Pare che siano ancora lì e mio nonno, che frequentò il seminario vescovile alle pendici del Cicala, fu anch’egli vittima di questi bruniani spiriti burloni.

Sulla collina adiacente al Monte Cicala, dove il grande filosofo passò l’infanzia tra spiriti e letture aristoteliche, venne edificato nel 1450, quasi cento anni prima, per volere di Raimondo Orsini –principe di Salerno e feudatario di Nola-  il convento di San Michele Arcangelo, detto Sant’Angelo in palco.

Giordano Bruno lo conosceva bene.

E’ “In palco” per la sua posizione dominante, con la città di Nola in platea, spettatrice di uno dei più importanti conventi rinascimentali della Campania.

Oggi è in stato di totale abbandono nell’indifferenza delle istituzioni civili e religiose.

Oltre agli evidenti danni strutturali, nel corso dei decenni è stato continuamente vandalizzato: le maioliche rinascimentali delle edicole votive furono rubate, le miniature in oro di molti dei manoscritti conservati nella biblioteca vennero barbaramente ritagliate, i pastori settecenteschi hanno subito la stessa sorte delle maioliche, delle miniature, e chissà di quante altre cose.

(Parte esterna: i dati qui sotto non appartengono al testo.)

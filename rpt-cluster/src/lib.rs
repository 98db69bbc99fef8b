#![deny(clippy::unwrap_used)]
#![deny(clippy::expect_used)]
#![warn(clippy::pedantic)]
#![allow(clippy::module_name_repetitions)]

mod forward;
mod lookup;
mod pools;
mod promises;
mod proto;
mod transport;

pub use forward::ForwardJob;
pub use lookup::{server_id, Lookup, LOOKUP_SZ};
pub use pools::{PoolId, PoolMap};
pub use promises::{PeerPromise, PromiseReply, PromiseSet};
pub use proto::{ClientProto, PeerProto};
pub use transport::{ChannelTransport, PoolRequest, PoolTransport, TransportError};
//! Replica hook: every local write is mirrored to the pool's other server
//! through a durable fifo. The fifo drain loop and the initial-sync
//! machinery live with the replication subsystem; the write path only
//! needs to enqueue packets and to know whether an initial sync is busy.

use crate::InsertFlags;
use crossbeam::queue::ArrayQueue;
use rpt_cluster::PeerProto;
use rpt_core::Pkg;
use std::sync::atomic::{AtomicBool, Ordering};
use tracing::{error, warn};

pub struct Replica {
    server_name: String,
    initsync_active: AtomicBool,
    fifo: ArrayQueue<Pkg>,
}

impl Replica {
    #[must_use]
    pub fn new(server_name: impl Into<String>, fifo_capacity: usize) -> Self {
        Self {
            server_name: server_name.into(),
            initsync_active: AtomicBool::new(false),
            fifo: ArrayQueue::new(fifo_capacity.max(1)),
        }
    }

    #[inline]
    #[must_use]
    pub fn server_name(&self) -> &str {
        &self.server_name
    }

    #[inline]
    #[must_use]
    pub fn initsync_idle(&self) -> bool {
        !self.initsync_active.load(Ordering::Acquire)
    }

    pub fn set_initsync_active(&self, active: bool) {
        self.initsync_active.store(active, Ordering::Release);
    }

    /// Queue a packet for the replica. A full fifo loses the packet; the
    /// drain loop alarms on the gap during its next catch-up.
    pub fn enqueue(&self, pkg: Pkg) {
        if self.fifo.push(pkg).is_err() {
            error!(
                target: "riptide::replica",
                server = %self.server_name,
                capacity = self.fifo.capacity(),
                "Replica fifo is full, dropping packet"
            );
        }
    }

    #[inline]
    #[must_use]
    pub fn queued(&self) -> usize {
        self.fifo.len()
    }

    #[must_use]
    pub fn pop(&self) -> Option<Pkg> {
        self.fifo.pop()
    }

    /// Re-tag an insert body for the replica while an initial sync is
    /// running. Series-level filtering against the sync watermark belongs
    /// to the replication subsystem; an empty body yields nothing.
    #[must_use]
    pub fn filter(&self, body: &[u8], flags: InsertFlags) -> Option<Pkg> {
        if body.len() <= 1 {
            warn!(
                target: "riptide::replica",
                server = %self.server_name,
                "Refusing to queue an empty insert body"
            );
            return None;
        }
        let tp = if flags.tested() {
            PeerProto::InsertTestedServer
        } else {
            PeerProto::InsertTestServer
        };
        Some(Pkg::new(0, tp as u8, flags.bits(), body))
    }
}

#[cfg(test)]
#[allow(clippy::unwrap_used)]
mod tests {
    use super::*;

    #[test]
    fn test_enqueue_pop_order() {
        let replica = Replica::new("ts-a1", 8);
        replica.enqueue(Pkg::new(1, PeerProto::InsertServer as u8, 0, b"a"));
        replica.enqueue(Pkg::new(2, PeerProto::InsertServer as u8, 0, b"b"));
        assert_eq!(replica.queued(), 2);

        assert_eq!(replica.pop().unwrap().request_id(), 1);
        assert_eq!(replica.pop().unwrap().request_id(), 2);
        assert!(replica.pop().is_none());
    }

    #[test]
    fn test_full_fifo_drops() {
        let replica = Replica::new("ts-a1", 1);
        replica.enqueue(Pkg::new(1, PeerProto::InsertServer as u8, 0, b"a"));
        replica.enqueue(Pkg::new(2, PeerProto::InsertServer as u8, 0, b"b"));
        assert_eq!(replica.queued(), 1);
        assert_eq!(replica.pop().unwrap().request_id(), 1);
    }

    #[test]
    fn test_filter_rejects_empty_body() {
        let replica = Replica::new("ts-a1", 8);
        assert!(replica.filter(&[0xF0], InsertFlags::default()).is_none());
    }

    #[test]
    fn test_filter_tags_by_flags() {
        let replica = Replica::new("ts-a1", 8);
        let body = [0xF0, 0xD0, 0x01, 0x00, 0x00, 0x00, b'x'];

        let pkg = replica.filter(&body, InsertFlags::default()).unwrap();
        assert_eq!(PeerProto::from(pkg.tp()), PeerProto::InsertTestServer);

        let tested = InsertFlags::new(InsertFlags::TESTED);
        let pkg = replica.filter(&body, tested).unwrap();
        assert_eq!(PeerProto::from(pkg.tp()), PeerProto::InsertTestedServer);
    }

    #[test]
    fn test_initsync_toggle() {
        let replica = Replica::new("ts-a1", 8);
        assert!(replica.initsync_idle());
        replica.set_initsync_active(true);
        assert!(!replica.initsync_idle());
    }
}
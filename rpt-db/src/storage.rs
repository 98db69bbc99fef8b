use crate::Series;
use rpt_core::Value;
use std::collections::HashMap;
use thiserror::Error;

/// A storage failure is always critical: the caller raises the fault
/// signal and unwinds without touching the engine again.
#[derive(Error, Debug)]
#[error("storage engine failure: {0}")]
pub struct CriticalError(pub String);

/// Seam to the shard storage engine. Implementations are driven under the
/// shards mutex; points for one series arrive in client-submitted order.
pub trait Storage: Send {
    /// Append one point to a series.
    ///
    /// # Errors
    /// Any error is critical and aborts the in-flight apply.
    fn add_point(&mut self, series: &Series, ts: i64, value: &Value) -> Result<(), CriticalError>;
}

/// In-memory shard store. The real shard engine (durable, compacting)
/// plugs in through [`Storage`]; this one backs tests and keeps points
/// per series id in arrival order.
#[derive(Debug, Default)]
pub struct ShardStore {
    points: HashMap<u64, Vec<(i64, Value)>>,
}

impl ShardStore {
    #[must_use]
    pub fn new() -> Self {
        Self::default()
    }

    #[must_use]
    pub fn points(&self, series_id: u64) -> &[(i64, Value)] {
        self.points.get(&series_id).map_or(&[], Vec::as_slice)
    }

    #[must_use]
    pub fn total_points(&self) -> usize {
        self.points.values().map(Vec::len).sum()
    }
}

impl Storage for ShardStore {
    fn add_point(&mut self, series: &Series, ts: i64, value: &Value) -> Result<(), CriticalError> {
        self.points
            .entry(series.id)
            .or_default()
            .push((ts, value.clone()));
        Ok(())
    }
}
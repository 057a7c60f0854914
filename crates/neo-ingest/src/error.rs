use neo_model::ModelError;
use thiserror::Error;

#[derive(Debug, Error)]
pub enum IngestError {
    /// Required column or field names are absent from a source header.
    #[error("{source_name} is missing required column(s): {}", .missing.join(", "))]
    Schema {
        source_name: String,
        missing: Vec<String>,
    },
    #[error("io error: {0}")]
    Io(#[from] std::io::Error),
    #[error("csv error: {0}")]
    Csv(#[from] csv::Error),
    #[error("json error: {0}")]
    Json(#[from] serde_json::Error),
    #[error(transparent)]
    Model(#[from] ModelError),
}

impl IngestError {
    pub fn schema(source_name: impl Into<String>, missing: Vec<String>) -> Self {
        IngestError::Schema {
            source_name: source_name.into(),
            missing,
        }
    }
}

pub type Result<T> = std::result::Result<T, IngestError>;
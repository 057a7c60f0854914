use thiserror::Error;

#[derive(Debug, Error)]
pub enum ModelError {
    /// A required raw value was empty or failed type coercion.
    #[error("invalid {field}: {reason}")]
    Validation { field: &'static str, reason: String },
    /// A close approach was serialized before being linked to its NEO.
    #[error("close approach of {designation:?} is not linked to a near-Earth object")]
    Linkage { designation: String },
}

impl ModelError {
    pub fn validation(field: &'static str, reason: impl Into<String>) -> Self {
        ModelError::Validation {
            field,
            reason: reason.into(),
        }
    }
}

pub type Result<T> = std::result::Result<T, ModelError>;
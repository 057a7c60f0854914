//! Hierarchical export of close approaches.

use std::fs::File;
use std::io::BufWriter;
use std::path::Path;

use anyhow::{Context, Result};
use neo_model::{CloseApproach, NeoDatabase};
use tracing::info;

use crate::record::ApproachRecord;

/// Write the given close approaches to a JSON file as a flat array of
/// mappings, each carrying its nested `neo` mapping, in the given order.
///
/// Every approach must be linked, or the write fails before the file is
/// populated.
pub fn write_json<'a>(
    database: &NeoDatabase,
    results: impl IntoIterator<Item = &'a CloseApproach>,
    path: &Path,
) -> Result<()> {
    let records: Vec<ApproachRecord> = results
        .into_iter()
        .map(|approach| ApproachRecord::from_approach(database, approach))
        .collect::<Result<_, _>>()?;
    let file =
        File::create(path).with_context(|| format!("create json output: {}", path.display()))?;
    serde_json::to_writer_pretty(BufWriter::new(file), &records)
        .with_context(|| format!("write json output: {}", path.display()))?;
    info!(output = %path.display(), rows = records.len(), "wrote close approaches to json");
    Ok(())
}
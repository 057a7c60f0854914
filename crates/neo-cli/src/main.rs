//! Near-Earth object explorer CLI.

use clap::{ColorChoice, Parser};
use neo_cli::cli::{Cli, Command, LogFormatArg};
use neo_cli::commands::{run_export, run_inspect};
use neo_cli::logging::{LogConfig, LogFormat, init_logging};
use std::io::{self, IsTerminal};

fn main() {
    let cli = Cli::parse();
    cli.color.write_global();
    init_logging(&log_config_from_cli(&cli));
    let result = match &cli.command {
        Command::Inspect(args) => run_inspect(&cli, args),
        Command::Export(args) => run_export(&cli, args),
    };
    if let Err(error) = result {
        eprintln!("error: {error:#}");
        std::process::exit(1);
    }
}

/// Build logging configuration from CLI flags with consistent precedence.
fn log_config_from_cli(cli: &Cli) -> LogConfig {
    LogConfig {
        level_filter: cli.verbosity.tracing_level_filter(),
        use_env_filter: !cli.verbosity.is_present(),
        format: match cli.log_format {
            LogFormatArg::Pretty => LogFormat::Pretty,
            LogFormatArg::Compact => LogFormat::Compact,
            LogFormatArg::Json => LogFormat::Json,
        },
        with_ansi: match cli.color.color {
            ColorChoice::Always => true,
            ColorChoice::Never => false,
            ColorChoice::Auto => io::stderr().is_terminal(),
        },
    }
}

Gli affreschi del refettorio, che ancora “resistono”, sono di rara bellezza.

Nelle storie della passione di Cristo c’è una particolare ultima cena dei misteri, dipinta nel 1503: vicino a Cristo è ritratta una figura femminile. In Italia c’è solo un affresco simile, un dipinto del 1500 nella chiesa di San Benedetto, frazione di Celarda a Feltre, in provincia di Belluno.

Un “Codice da Vinci” tutto nolano, perché fu proprio Dan Brown a teorizzare, nel suo best seller, che nel cenacolo di Leonardo Da Vinci, accanto a Gesù, non ci fosse l’apostolo Giovanni ma Maria Maddalena, “sposa di Cristo”.
 
Il resto è nel degrado: molti degli affreschi sono stati coperti, la facciata cade a pezzi e la strada di accesso è piena di spazzatura.

Il proprietario del convento è l’ordine dei frati minori francescani della provincia di Napoli che, dopo vari tira e molla tra aperture straordinarie, qualche funzione religiosa ma anche “eventi”, ha deciso di chiudere i battenti.

Ancora per quanto le istituzioni civili data l’importanza e la storicità del luogo, non interverranno?

Qualcuno salvi Sant’Angelo in Palco prima che sia troppo tardi, ma forse già lo è.